Below are the entries; give again exactly the lines from the one mentioning "slow previous tick" through the one mentioning "if let Err(e) = &result", inclusive.

#### The data ####

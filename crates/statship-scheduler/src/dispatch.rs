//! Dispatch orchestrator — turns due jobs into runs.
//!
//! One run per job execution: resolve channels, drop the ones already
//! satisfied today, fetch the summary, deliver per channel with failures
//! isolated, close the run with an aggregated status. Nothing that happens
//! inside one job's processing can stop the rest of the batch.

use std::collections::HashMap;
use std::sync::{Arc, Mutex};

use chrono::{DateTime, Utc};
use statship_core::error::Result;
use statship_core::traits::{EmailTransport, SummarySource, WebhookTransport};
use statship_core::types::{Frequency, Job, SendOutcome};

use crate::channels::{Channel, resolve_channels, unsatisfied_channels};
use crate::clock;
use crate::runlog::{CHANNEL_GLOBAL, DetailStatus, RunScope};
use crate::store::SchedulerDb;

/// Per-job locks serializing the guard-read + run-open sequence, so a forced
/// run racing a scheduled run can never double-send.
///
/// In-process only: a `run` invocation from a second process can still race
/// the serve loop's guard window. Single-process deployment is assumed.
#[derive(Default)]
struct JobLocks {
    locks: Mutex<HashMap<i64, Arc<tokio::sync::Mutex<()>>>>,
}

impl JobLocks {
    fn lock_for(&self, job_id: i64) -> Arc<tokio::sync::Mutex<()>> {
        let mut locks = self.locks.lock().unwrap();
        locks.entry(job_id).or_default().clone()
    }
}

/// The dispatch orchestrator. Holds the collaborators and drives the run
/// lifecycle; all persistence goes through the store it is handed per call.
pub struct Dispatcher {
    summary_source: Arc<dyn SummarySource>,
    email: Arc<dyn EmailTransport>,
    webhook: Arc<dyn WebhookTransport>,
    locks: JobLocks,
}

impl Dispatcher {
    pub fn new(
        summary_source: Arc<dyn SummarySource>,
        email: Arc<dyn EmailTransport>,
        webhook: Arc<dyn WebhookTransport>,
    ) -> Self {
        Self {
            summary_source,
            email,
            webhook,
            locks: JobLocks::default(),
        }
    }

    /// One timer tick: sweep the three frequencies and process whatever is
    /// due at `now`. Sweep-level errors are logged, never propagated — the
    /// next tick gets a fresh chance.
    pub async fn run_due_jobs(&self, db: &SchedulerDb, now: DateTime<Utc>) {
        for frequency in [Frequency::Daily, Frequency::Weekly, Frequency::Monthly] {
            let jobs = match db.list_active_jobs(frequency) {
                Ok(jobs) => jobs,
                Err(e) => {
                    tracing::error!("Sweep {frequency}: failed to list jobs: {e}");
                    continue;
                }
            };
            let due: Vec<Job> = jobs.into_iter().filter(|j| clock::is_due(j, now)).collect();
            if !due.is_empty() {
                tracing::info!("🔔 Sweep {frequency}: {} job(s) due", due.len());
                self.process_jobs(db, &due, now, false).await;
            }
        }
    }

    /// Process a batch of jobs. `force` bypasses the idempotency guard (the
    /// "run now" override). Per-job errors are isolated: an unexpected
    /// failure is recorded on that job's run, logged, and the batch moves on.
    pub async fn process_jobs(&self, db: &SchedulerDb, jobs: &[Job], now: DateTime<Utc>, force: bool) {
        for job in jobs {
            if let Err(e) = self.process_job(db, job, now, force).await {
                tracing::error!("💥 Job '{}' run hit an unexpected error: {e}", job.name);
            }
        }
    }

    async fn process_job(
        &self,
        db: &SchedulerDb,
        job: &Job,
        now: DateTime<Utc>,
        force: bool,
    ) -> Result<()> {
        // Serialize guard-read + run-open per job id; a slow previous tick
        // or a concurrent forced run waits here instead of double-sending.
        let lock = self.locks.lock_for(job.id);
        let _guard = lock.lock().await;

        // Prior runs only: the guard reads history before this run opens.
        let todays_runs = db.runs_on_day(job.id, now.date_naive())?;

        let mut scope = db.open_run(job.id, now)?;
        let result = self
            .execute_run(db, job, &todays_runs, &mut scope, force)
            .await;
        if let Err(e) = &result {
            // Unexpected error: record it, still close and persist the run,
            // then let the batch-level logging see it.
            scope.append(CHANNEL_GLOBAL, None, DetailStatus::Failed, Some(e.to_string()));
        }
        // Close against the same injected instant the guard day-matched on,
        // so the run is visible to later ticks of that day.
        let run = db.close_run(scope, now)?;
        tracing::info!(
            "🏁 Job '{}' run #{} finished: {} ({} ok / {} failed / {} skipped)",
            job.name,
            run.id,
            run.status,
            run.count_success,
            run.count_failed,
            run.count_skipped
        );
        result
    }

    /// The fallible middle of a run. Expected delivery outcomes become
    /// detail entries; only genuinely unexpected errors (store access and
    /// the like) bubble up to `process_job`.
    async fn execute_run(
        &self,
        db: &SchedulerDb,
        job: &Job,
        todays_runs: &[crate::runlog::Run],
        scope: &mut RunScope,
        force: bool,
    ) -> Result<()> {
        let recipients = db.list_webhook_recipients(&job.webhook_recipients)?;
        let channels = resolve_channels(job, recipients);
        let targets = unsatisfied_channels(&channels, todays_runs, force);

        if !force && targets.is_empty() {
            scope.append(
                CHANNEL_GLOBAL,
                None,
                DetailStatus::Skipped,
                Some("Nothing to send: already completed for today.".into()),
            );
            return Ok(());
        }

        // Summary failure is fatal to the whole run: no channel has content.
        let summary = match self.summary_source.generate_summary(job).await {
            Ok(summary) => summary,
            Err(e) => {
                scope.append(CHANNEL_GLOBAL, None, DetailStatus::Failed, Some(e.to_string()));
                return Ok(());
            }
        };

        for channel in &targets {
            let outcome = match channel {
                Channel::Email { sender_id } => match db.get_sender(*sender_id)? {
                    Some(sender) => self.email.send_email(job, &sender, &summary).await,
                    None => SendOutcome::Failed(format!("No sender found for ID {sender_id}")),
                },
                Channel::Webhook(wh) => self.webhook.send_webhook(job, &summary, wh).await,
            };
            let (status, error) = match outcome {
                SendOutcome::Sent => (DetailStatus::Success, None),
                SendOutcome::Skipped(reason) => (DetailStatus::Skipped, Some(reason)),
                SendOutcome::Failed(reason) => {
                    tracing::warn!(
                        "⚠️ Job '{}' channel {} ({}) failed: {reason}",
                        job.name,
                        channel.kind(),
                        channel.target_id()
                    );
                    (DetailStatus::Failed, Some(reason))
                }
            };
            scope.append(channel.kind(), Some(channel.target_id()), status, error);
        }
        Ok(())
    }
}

####

[Exercise answer]:
        // Serialize guard-read + run-open per job id; a slow previous tick
        // or a concurrent forced run waits here instead of double-sending.
        let lock = self.locks.lock_for(job.id);
        let _guard = lock.lock().await;

        // Prior runs only: the guard reads history before this run opens.
        let todays_runs = db.runs_on_day(job.id, now.date_naive())?;

        let mut scope = db.open_run(job.id, now)?;
        let result = self
            .execute_run(db, job, &todays_runs, &mut scope, force)
            .await;
        if let Err(e) = &result {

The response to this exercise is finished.